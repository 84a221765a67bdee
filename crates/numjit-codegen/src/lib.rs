//! LLVM code generation and the native ABI wrapper for a single specialized
//! function (§4.5, §4.6).

pub mod abi;
pub mod codegen;
pub mod error;
pub mod host;
pub mod mangle;
pub mod types;

pub use abi::{ArrayAbiRecord, ArrayArg, NativeArg, NativeFunction, NativeResult};
pub use codegen::compile_fun;
pub use error::CodegenError;
pub use host::{parse_host_annotation, HostFunction, HostRegistry, HostTy};
pub use mangle::{mangle, stable_hash};
pub use types::{array_abi_struct, array_elem_ty, is_array_ty, ty_to_llvm};
//! End-to-end scenarios driving the full pipeline: surface tree -> lowering
//! -> inference -> registration -> call-site specialization -> JIT codegen
//! -> native call (§8).

use numjit::{
    lower_fun, ArrayDtype, AugOp, BinOp, CompareOp, Fun, JitContext, NativeResult, NumjitError,
    RangeCall, RuntimeValue, SurfaceExpr, SurfaceFun, SurfaceParam, SurfaceStmt,
};

fn name(id: &str) -> SurfaceExpr {
    SurfaceExpr::Name(id.to_string())
}

fn int(n: i64) -> SurfaceExpr {
    SurfaceExpr::Int(n)
}

fn register(ctx: &mut JitContext, f: &SurfaceFun) {
    let fun: Fun = lower_fun(f).unwrap();
    ctx.register(fun).unwrap();
}

fn add_fun() -> SurfaceFun {
    SurfaceFun {
        name: "add".to_string(),
        params: vec![SurfaceParam::new("a"), SurfaceParam::new("b")],
        body: vec![SurfaceStmt::Return(Some(SurfaceExpr::BinOp {
            op: BinOp::Add,
            left: Box::new(name("a")),
            right: Box::new(name("b")),
        }))],
    }
}

#[test]
fn add_specializes_separately_per_argument_type() {
    let mut ctx = JitContext::new().unwrap();
    register(&mut ctx, &add_fun());

    let int_sum = ctx
        .compile_for_args("add", &[RuntimeValue::Int(1), RuntimeValue::Int(2)])
        .unwrap();
    assert_eq!(int_sum, NativeResult::Int(3));

    let float_sum = ctx
        .compile_for_args("add", &[RuntimeValue::Float(1.0), RuntimeValue::Float(2.5)])
        .unwrap();
    assert_eq!(float_sum, NativeResult::Float(3.5));

    assert_eq!(ctx.cache_len(), 2);
}

fn is_prime_fun() -> SurfaceFun {
    SurfaceFun {
        name: "is_prime".to_string(),
        params: vec![SurfaceParam::new("x")],
        body: vec![
            SurfaceStmt::For {
                target: "i".to_string(),
                iterable: RangeCall {
                    callee: "range".to_string(),
                    args: vec![int(2), name("x")],
                },
                body: vec![SurfaceStmt::If {
                    test: SurfaceExpr::Compare {
                        left: Box::new(SurfaceExpr::BinOp {
                            op: BinOp::Mod,
                            left: Box::new(name("x")),
                            right: Box::new(name("i")),
                        }),
                        op: CompareOp::Eq,
                        right: Box::new(int(0)),
                    },
                    body: vec![SurfaceStmt::Return(Some(int(0)))],
                    orelse: vec![],
                }],
            },
            SurfaceStmt::Return(Some(int(1))),
        ],
    }
}

#[test]
fn is_prime_rejects_composites_and_accepts_primes() {
    let mut ctx = JitContext::new().unwrap();
    register(&mut ctx, &is_prime_fun());

    let prime = ctx
        .compile_for_args("is_prime", &[RuntimeValue::Int(3571)])
        .unwrap();
    assert_eq!(prime, NativeResult::Int(1));

    let composite = ctx
        .compile_for_args("is_prime", &[RuntimeValue::Int(3570)])
        .unwrap();
    assert_eq!(composite, NativeResult::Int(0));
}

fn fib_fun() -> SurfaceFun {
    SurfaceFun {
        name: "fib".to_string(),
        params: vec![SurfaceParam::new("x")],
        body: vec![
            SurfaceStmt::If {
                test: SurfaceExpr::Compare {
                    left: Box::new(name("x")),
                    op: CompareOp::Lt,
                    right: Box::new(int(3)),
                },
                body: vec![SurfaceStmt::Return(Some(int(1)))],
                orelse: vec![],
            },
            SurfaceStmt::Return(Some(SurfaceExpr::BinOp {
                op: BinOp::Add,
                left: Box::new(SurfaceExpr::Call {
                    callee: "fib".to_string(),
                    args: vec![SurfaceExpr::BinOp {
                        op: BinOp::Sub,
                        left: Box::new(name("x")),
                        right: Box::new(int(1)),
                    }],
                }),
                right: Box::new(SurfaceExpr::Call {
                    callee: "fib".to_string(),
                    args: vec![SurfaceExpr::BinOp {
                        op: BinOp::Sub,
                        left: Box::new(name("x")),
                        right: Box::new(int(2)),
                    }],
                }),
            })),
        ],
    }
}

#[test]
fn fib_compiles_with_a_recursive_self_call() {
    let mut ctx = JitContext::new().unwrap();
    register(&mut ctx, &fib_fun());

    let result = ctx
        .compile_for_args("fib", &[RuntimeValue::Int(10)])
        .unwrap();
    assert_eq!(result, NativeResult::Int(55));
}

fn dot_fun() -> SurfaceFun {
    SurfaceFun {
        name: "dot".to_string(),
        params: vec![SurfaceParam::new("a"), SurfaceParam::new("b")],
        body: vec![
            SurfaceStmt::Assign {
                target: "c".to_string(),
                value: int(0),
            },
            SurfaceStmt::Assign {
                target: "n".to_string(),
                value: SurfaceExpr::Subscript {
                    value: Box::new(SurfaceExpr::ShapeAttr(Box::new(name("a")))),
                    index: Box::new(int(0)),
                },
            },
            SurfaceStmt::For {
                target: "i".to_string(),
                iterable: RangeCall {
                    callee: "range".to_string(),
                    args: vec![name("n")],
                },
                body: vec![SurfaceStmt::AugAssign {
                    target: "c".to_string(),
                    op: AugOp::Add,
                    value: SurfaceExpr::BinOp {
                        op: BinOp::Mult,
                        left: Box::new(SurfaceExpr::Subscript {
                            value: Box::new(name("a")),
                            index: Box::new(name("i")),
                        }),
                        right: Box::new(SurfaceExpr::Subscript {
                            value: Box::new(name("b")),
                            index: Box::new(name("i")),
                        }),
                    },
                }],
            },
            SurfaceStmt::Return(Some(name("c"))),
        ],
    }
}

#[test]
fn dot_product_of_two_int64_arrays() {
    let mut ctx = JitContext::new().unwrap();
    register(&mut ctx, &dot_fun());

    let mut a = [1i64, 2, 3];
    let mut b = [4i64, 5, 6];
    let args = [
        RuntimeValue::Array {
            dtype: ArrayDtype::Int64,
            data: a.as_mut_ptr().cast(),
            shape: vec![3],
        },
        RuntimeValue::Array {
            dtype: ArrayDtype::Int64,
            data: b.as_mut_ptr().cast(),
            shape: vec![3],
        },
    ];

    let result = ctx.compile_for_args("dot", &args).unwrap();
    assert_eq!(result, NativeResult::Int(1 * 4 + 2 * 5 + 3 * 6));
}

fn count_to_fun() -> SurfaceFun {
    SurfaceFun {
        name: "count_to".to_string(),
        params: vec![SurfaceParam::new("n")],
        body: vec![
            SurfaceStmt::For {
                target: "_".to_string(),
                iterable: RangeCall {
                    callee: "range".to_string(),
                    args: vec![name("n")],
                },
                body: vec![SurfaceStmt::AugAssign {
                    target: "n".to_string(),
                    op: AugOp::Add,
                    value: int(1),
                }],
            },
            SurfaceStmt::Return(Some(name("n"))),
        ],
    }
}

#[test]
fn loop_bound_is_captured_once_before_the_counter_mutates() {
    let mut ctx = JitContext::new().unwrap();
    register(&mut ctx, &count_to_fun());

    let result = ctx
        .compile_for_args("count_to", &[RuntimeValue::Int(10)])
        .unwrap();
    assert_eq!(result, NativeResult::Int(20));
}

#[test]
fn a_return_type_unconstrained_by_any_parameter_is_rejected() {
    use numjit_core::Expr;

    // A function whose only return value is a reference to a name no
    // parameter or assignment ever binds: nothing at the call site can pin
    // its type down.
    let fun = Fun {
        name: "ghost".to_string(),
        params: vec![],
        body: vec![Expr::Return(Box::new(Expr::var("phantom")))],
    };

    let mut ctx = JitContext::new().unwrap();
    ctx.register(fun).unwrap();

    let result = ctx.compile_for_args("ghost", &[]);
    assert!(matches!(result, Err(NumjitError::UnderDetermined)));
}
use numjit_types::Ty;
use thiserror::Error;

/// Failures raised by the constraint solver and the inference visitor.
#[derive(Debug, Error, Clone, PartialEq)]
pub enum InferError {
    /// The unifier reached two structurally incompatible type terms.
    #[error("type mismatch: given `{0}`, expected `{1}`")]
    TypeMismatch(Ty, Ty),
    /// An occurs-check violation: a type variable would have to unify with a
    /// type term that contains itself.
    #[error("infinite type: `{0}` occurs in `{1}`")]
    InfiniteType(String, Ty),
}
/// Errors raised while emitting LLVM IR for a specialized function, and
/// while resolving the host-call bridge.
#[derive(Debug, thiserror::Error)]
pub enum CodegenError {
    /// A primitive tag codegen cannot emit -- `pow#` is explicitly
    /// unimplemented per §4.5, and an unrecognized tag would also land here.
    #[error("codegen failure: {0}")]
    CodegenFailure(String),

    /// `CallFunc` named a callee that is neither the enclosing function
    /// (recursive self-call) nor a name registered in the host-function
    /// table.
    #[error("unregistered callee: {0}")]
    UnregisteredCallee(String),

    /// A type reaching codegen still carries a free type variable -- the
    /// specializer should have ruled this out, so reaching it here means
    /// the caller skipped `UnderDetermined` and invoked codegen anyway.
    #[error("type not fully determined at codegen time: {0}")]
    NotDetermined(String),

    /// An inkwell/LLVM API call failed (builder error, verification
    /// failure, pass pipeline failure).
    #[error("LLVM error: {0}")]
    LlvmError(String),
}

====

→ **What is expected**:
Filter the records for lines containing the word "NumjitError" and copy each one.

→ **Answer to this exercise**:
    lower_fun, ArrayDtype, AugOp, BinOp, CompareOp, Fun, JitContext, NativeResult, NumjitError,
    assert!(matches!(result, Err(NumjitError::UnderDetermined)));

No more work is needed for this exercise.